Wednesday, November 7, 2007

Response to A 'Template for Taming Iran' by Richard Brookhiser

Richard Brookhiser's recent piece, 'A Template for Taming Iran' attempts to find historical pretext for dealing with the problem of Iran. Flexing his historical knowledge, the author goes some 200 years back to the Barbary War to find an appropriate approach to deal with our most current enemy. It is completely baffling to me however, that Mr. Brookhiser would bring up this little known war to set the context for present-day actions, but forget to mention the most important historical event in US-Iranian relations of the last century. That would be of course the 1954 CIA-engineered coup of democratically elected Iranian President Mohammed Mossadeq.

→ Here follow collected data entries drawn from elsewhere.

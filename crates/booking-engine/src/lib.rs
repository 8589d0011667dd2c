//! # booking-engine
//!
//! Availability and booking scheduling for a home-services marketplace.
//!
//! Agents publish a weekly availability pattern and date-specific exceptions.
//! The engine turns those into bookable atomic slots, commits bookings without
//! ever double-booking an agent, and drives each booking through its lifecycle.
//!
//! ## Modules
//!
//! - [`clock`]: Minute-of-day times (`00:00`..=`24:00`), weekdays, date ranges
//! - [`interval`]: Expand blocks into atomic slots and compress them back
//! - [`availability`]: Weekly patterns and unavailability exceptions
//! - [`slots`]: Slot generation and availability checks
//! - [`lifecycle`]: Booking creation and state transitions
//! - [`recurrence`]: Weekly, biweekly and monthly booking series
//! - [`conflict`]: Detect overlapping bookings
//! - [`calendar`]: Day and week views
//! - [`store`]: Persistence port and in-memory store
//! - [`notify`]: Notification and payment collaborators
//! - [`config`]: Engine configuration
//! - [`error`]: Error types

pub mod availability;
pub mod calendar;
pub mod clock;
pub mod config;
pub mod conflict;
pub mod error;
pub mod interval;
pub mod lifecycle;
pub mod model;
pub mod notify;
pub mod recurrence;
pub mod slots;
pub mod store;

pub use availability::AvailabilityService;
pub use clock::{ClockTime, DateRange};
pub use config::{EngineConfig, ReschedulePolicy};
pub use conflict::find_conflicts;
pub use error::{Result, ScheduleError};
pub use lifecycle::BookingManager;
pub use model::{
    Actor, AgentId, Booking, BookingId, BookingRequest, BookingStatus, ClientId, ExceptionId,
    Reschedule, ServiceId, TimeSlot, UnavailabilityException, WeeklyAvailabilityBlock,
};
pub use recurrence::{Recurrence, SeriesOutcome};
pub use slots::SlotGenerator;
pub use store::{InMemoryStore, ScheduleData, ScheduleStore};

I find this even more interesting because Mossadeq was the Time Magazine Man of the Year in 1951, a hope for the Middle East.

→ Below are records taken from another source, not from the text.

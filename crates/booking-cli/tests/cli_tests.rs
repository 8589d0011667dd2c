//! Integration tests for the `bookings` CLI binary.
//!
//! These tests use `assert_cmd` and `predicates` to exercise every subcommand
//! through the actual binary against the JSON fixtures, including config
//! overrides, file output and error reporting.

// `Command::cargo_bin` was deprecated in assert_cmd 2.1.2 in favor of
// `cargo::cargo_bin_cmd!`. Allow it until we migrate.
#![allow(deprecated)]

use assert_cmd::Command;
use predicates::prelude::*;
use serde_json::Value;

/// Helper: path to the schedule.json fixture.
fn schedule_path() -> &'static str {
    concat!(env!("CARGO_MANIFEST_DIR"), "/tests/fixtures/schedule.json")
}

/// Helper: path to the config.json fixture (30-minute slots, 09-17 calendar).
fn config_path() -> &'static str {
    concat!(env!("CARGO_MANIFEST_DIR"), "/tests/fixtures/config.json")
}

/// Helper: path to the spans.json fixture.
fn spans_path() -> &'static str {
    concat!(env!("CARGO_MANIFEST_DIR"), "/tests/fixtures/spans.json")
}

fn bookings() -> Command {
    Command::cargo_bin("bookings").unwrap()
}

/// Helper: run a command that must succeed and parse its stdout as JSON.
fn run_json(args: &[&str]) -> Value {
    let output = bookings().args(args).assert().success().get_output().clone();
    serde_json::from_slice(&output.stdout).expect("stdout must be JSON")
}

fn open_starts(slots: &Value) -> Vec<String> {
    slots
        .as_array()
        .unwrap()
        .iter()
        .filter(|s| s["available"] == Value::Bool(true))
        .map(|s| s["start_time"].as_str().unwrap().to_string())
        .collect()
}

fn temp_path(name: &str) -> String {
    std::env::temp_dir()
        .join(format!("bookings-cli-{}-{}", std::process::id(), name))
        .to_string_lossy()
        .into_owned()
}

// ─────────────────────────────────────────────────────────────────────────────
// slots
// ─────────────────────────────────────────────────────────────────────────────

#[test]
fn slots_reports_hourly_availability() {
    let slots = run_json(&[
        "slots", "-s", schedule_path(), "--agent", "agent-x", "--date", "2026-03-16",
    ]);

    assert_eq!(slots.as_array().unwrap().len(), 24);
    assert_eq!(
        open_starts(&slots),
        vec!["09:00", "11:00", "12:00", "13:00", "14:00", "15:00", "16:00"]
    );
}

#[test]
fn slots_respects_all_day_exception() {
    let slots = run_json(&[
        "slots", "-s", schedule_path(), "--agent", "agent-x", "--date", "2026-03-17",
    ]);
    assert!(open_starts(&slots).is_empty());
}

#[test]
fn cancelled_booking_does_not_block() {
    let slots = run_json(&[
        "slots", "-s", schedule_path(), "--agent", "agent-y", "--date", "2026-03-16",
    ]);
    assert_eq!(open_starts(&slots), vec!["13:00", "14:00"]);
}

#[test]
fn slots_granularity_from_config() {
    let slots = run_json(&[
        "--config", config_path(), "slots", "-s", schedule_path(), "--agent", "agent-x", "--date",
        "2026-03-16",
    ]);
    assert_eq!(slots.as_array().unwrap().len(), 48);
}

#[test]
fn slots_granularity_flag_overrides_config() {
    let slots = run_json(&[
        "--config", config_path(), "slots", "-s", schedule_path(), "--agent", "agent-x", "--date",
        "2026-03-16", "--granularity", "120",
    ]);
    assert_eq!(slots.as_array().unwrap().len(), 12);
}

#[test]
fn slots_compact_folds_ranges() {
    let ranges = run_json(&[
        "slots", "-s", schedule_path(), "--agent", "agent-x", "--date", "2026-03-16", "--compact",
    ]);

    let shape: Vec<(String, String, bool)> = ranges
        .as_array()
        .unwrap()
        .iter()
        .map(|r| {
            (
                r["start"].as_str().unwrap().to_string(),
                r["end"].as_str().unwrap().to_string(),
                r["flag"].as_bool().unwrap(),
            )
        })
        .collect();

    assert_eq!(
        shape,
        vec![
            ("00:00".into(), "09:00".into(), false),
            ("09:00".into(), "10:00".into(), true),
            ("10:00".into(), "11:00".into(), false),
            ("11:00".into(), "17:00".into(), true),
            ("17:00".into(), "24:00".into(), false),
        ]
    );
}

#[test]
fn slots_rejects_bad_granularity() {
    bookings()
        .args([
            "slots", "-s", schedule_path(), "--agent", "agent-x", "--date", "2026-03-16",
            "--granularity", "7",
        ])
        .assert()
        .failure()
        .stderr(predicate::str::contains("Validation error"));
}

// ─────────────────────────────────────────────────────────────────────────────
// check
// ─────────────────────────────────────────────────────────────────────────────

#[test]
fn check_booked_interval_is_unavailable() {
    let result = run_json(&[
        "check", "-s", schedule_path(), "--agent", "agent-x", "--date", "2026-03-16", "--start",
        "10:00", "--end", "11:00",
    ]);
    assert_eq!(result["available"], Value::Bool(false));
}

#[test]
fn check_free_interval_is_available() {
    let result = run_json(&[
        "check", "-s", schedule_path(), "--agent", "agent-x", "--date", "2026-03-16", "--start",
        "11:00", "--end", "13:00",
    ]);
    assert_eq!(result["available"], Value::Bool(true));
}

#[test]
fn check_rejects_malformed_time() {
    bookings()
        .args([
            "check", "-s", schedule_path(), "--agent", "agent-x", "--date", "2026-03-16",
            "--start", "25:00", "--end", "26:00",
        ])
        .assert()
        .failure()
        .stderr(predicate::str::contains("invalid time of day"));
}

// ─────────────────────────────────────────────────────────────────────────────
// book
// ─────────────────────────────────────────────────────────────────────────────

#[test]
fn book_free_interval_prints_pending_booking() {
    let booking = run_json(&[
        "book", "-s", schedule_path(), "--agent", "agent-x", "--client", "client-7", "--service",
        "fence-install", "--date", "2026-03-16", "--start", "13:00", "--end", "15:00",
        "--location", "40 Spruce Ave", "--price", "320.50",
    ]);

    assert_eq!(booking["status"], "pending");
    assert_eq!(booking["start_time"], "13:00");
    assert_eq!(booking["price"], "320.50");
    assert_eq!(booking["version"], 1);
}

#[test]
fn book_writes_updated_schedule() {
    let output_path = temp_path("book-output.json");
    let _ = std::fs::remove_file(&output_path);

    bookings()
        .args([
            "book", "-s", schedule_path(), "--agent", "agent-x", "--client", "client-7",
            "--service", "fence-install", "--date", "2026-03-16", "--start", "15:00", "--end",
            "16:00", "--location", "40 Spruce Ave", "-o", &output_path,
        ])
        .assert()
        .success();

    let content = std::fs::read_to_string(&output_path).expect("output file must exist");
    let schedule: Value = serde_json::from_str(&content).unwrap();
    assert_eq!(schedule["bookings"].as_array().unwrap().len(), 3);
    assert_eq!(schedule["weekly"].as_array().unwrap().len(), 3);

    // The written schedule is itself a valid input: the new booking now blocks.
    let result = run_json(&[
        "check", "-s", &output_path, "--agent", "agent-x", "--date", "2026-03-16", "--start",
        "15:00", "--end", "16:00",
    ]);
    assert_eq!(result["available"], Value::Bool(false));

    let _ = std::fs::remove_file(&output_path);
}

#[test]
fn book_overlapping_interval_fails_with_conflict() {
    bookings()
        .args([
            "book", "-s", schedule_path(), "--agent", "agent-x", "--client", "client-7",
            "--service", "fence-install", "--date", "2026-03-16", "--start", "10:30", "--end",
            "11:30", "--location", "40 Spruce Ave",
        ])
        .assert()
        .failure()
        .stderr(predicate::str::contains("Booking rejected"))
        .stderr(predicate::str::contains("Conflict"));
}

#[test]
fn book_outside_pattern_fails_unavailable() {
    bookings()
        .args([
            "book", "-s", schedule_path(), "--agent", "agent-x", "--client", "client-7",
            "--service", "fence-install", "--date", "2026-03-17", "--start", "10:00", "--end",
            "11:00", "--location", "40 Spruce Ave",
        ])
        .assert()
        .failure()
        .stderr(predicate::str::contains("Unavailable"));
}

// ─────────────────────────────────────────────────────────────────────────────
// calendar
// ─────────────────────────────────────────────────────────────────────────────

#[test]
fn calendar_week_view_buckets_by_hour() {
    let view = run_json(&[
        "calendar", "-s", schedule_path(), "--view", "week", "--date", "2026-03-18",
    ]);

    assert_eq!(view["start"], "2026-03-15");
    assert_eq!(view["end"], "2026-03-21");
    let cells = view["cells"].as_array().unwrap();
    assert_eq!(cells.len(), 2);
    assert_eq!(cells[0]["date"], "2026-03-16");
    assert_eq!(cells[0]["hour"], 10);
}

#[test]
fn calendar_filters_by_agent() {
    let view = run_json(&[
        "calendar", "-s", schedule_path(), "--view", "day", "--date", "2026-03-16", "--agent",
        "agent-y",
    ]);
    let cells = view["cells"].as_array().unwrap();
    assert_eq!(cells.len(), 1);
    assert_eq!(cells[0]["hour"], 13);
}

#[test]
fn calendar_hours_come_from_config() {
    let config_path = temp_path("narrow-config.json");
    std::fs::write(&config_path, r#"{"calendar_hours": {"start": 12, "end": 17}}"#).unwrap();

    let view = run_json(&[
        "--config", &config_path, "calendar", "-s", schedule_path(), "--date", "2026-03-16",
    ]);
    let cells = view["cells"].as_array().unwrap();
    assert_eq!(cells.len(), 1);
    assert_eq!(cells[0]["hour"], 13);

    let _ = std::fs::remove_file(&config_path);
}

// ─────────────────────────────────────────────────────────────────────────────
// compress
// ─────────────────────────────────────────────────────────────────────────────

#[test]
fn compress_file_merges_runs() {
    let ranges = run_json(&["compress", "-i", spans_path()]);
    let ranges = ranges.as_array().unwrap();

    assert_eq!(ranges.len(), 3);
    assert_eq!(ranges[0]["start"], "09:00");
    assert_eq!(ranges[0]["end"], "12:00");
    assert_eq!(ranges[1]["flag"], false);
    assert_eq!(ranges[2]["start"], "14:00");
}

#[test]
fn compress_stdin() {
    bookings()
        .arg("compress")
        .write_stdin(
            r#"[{"start":"16:00","end":"17:00","flag":true},{"start":"17:00","end":"18:00","flag":true}]"#,
        )
        .assert()
        .success()
        .stdout(predicate::str::contains(r#""end": "18:00""#));
}

#[test]
fn compress_rejects_invalid_json() {
    bookings()
        .arg("compress")
        .write_stdin("not json")
        .assert()
        .failure()
        .stderr(predicate::str::contains("Failed to parse spans JSON"));
}

// ─────────────────────────────────────────────────────────────────────────────
// Errors and diagnostics
// ─────────────────────────────────────────────────────────────────────────────

#[test]
fn missing_schedule_file() {
    bookings()
        .args([
            "slots", "-s", "/nonexistent/schedule.json", "--agent", "agent-x", "--date",
            "2026-03-16",
        ])
        .assert()
        .failure()
        .stderr(predicate::str::contains("Failed to read file"));
}

#[test]
fn invalid_config_is_reported() {
    let config_path = temp_path("bad-config.json");
    std::fs::write(&config_path, r#"{"granularity_minutes": 7}"#).unwrap();

    bookings()
        .args([
            "--config", &config_path, "slots", "-s", schedule_path(), "--agent", "agent-x",
            "--date", "2026-03-16",
        ])
        .assert()
        .failure()
        .stderr(predicate::str::contains("Invalid config"));

    let _ = std::fs::remove_file(&config_path);
}

#[test]
fn overlapping_bookings_in_file_are_warned_about() {
    let schedule_path = temp_path("overlapping-schedule.json");
    let mut schedule: Value =
        serde_json::from_str(&std::fs::read_to_string(self::schedule_path()).unwrap()).unwrap();
    let mut duplicate = schedule["bookings"][0].clone();
    duplicate["id"] = Value::String("5e2b9c1d-7a3f-4e8b-9d6c-1f0a2b3c4d5e".to_string());
    duplicate["start_time"] = Value::String("10:30".to_string());
    duplicate["end_time"] = Value::String("11:30".to_string());
    schedule["bookings"].as_array_mut().unwrap().push(duplicate);
    std::fs::write(&schedule_path, schedule.to_string()).unwrap();

    bookings()
        .args([
            "slots", "-s", &schedule_path, "--agent", "agent-x", "--date", "2026-03-16",
        ])
        .assert()
        .success()
        .stderr(predicate::str::contains("overlapping bookings"));

    let _ = std::fs::remove_file(&schedule_path);
}

#[test]
fn no_subcommand_shows_usage() {
    bookings()
        .assert()
        .failure()
        .stderr(predicate::str::contains("Usage"));
}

Even if Americans don’t remember this incident, Iranians certainly do. After the secular Mossadeq was overthrown after attempting to nationalize the country’s oil fields, the US supported Shah was reinstated, and the next decades brought upon the worst and most bloody years of his rule, including the creating of the dreaded secret police, the CIA-trained SAVAK. If this event is put into context, US claims of acting in the interest of the Iranian people and promoting ‘democracy’ would appear to be simply propaganda designed to fool the American public. I find it very sad that Americans are denied an appropriate historical context for the looming conflict with Iran, a country with history that reaches back thousands of years, and with a people whose memory is not as fleeting as Mr. Brookhiser’s seems to be.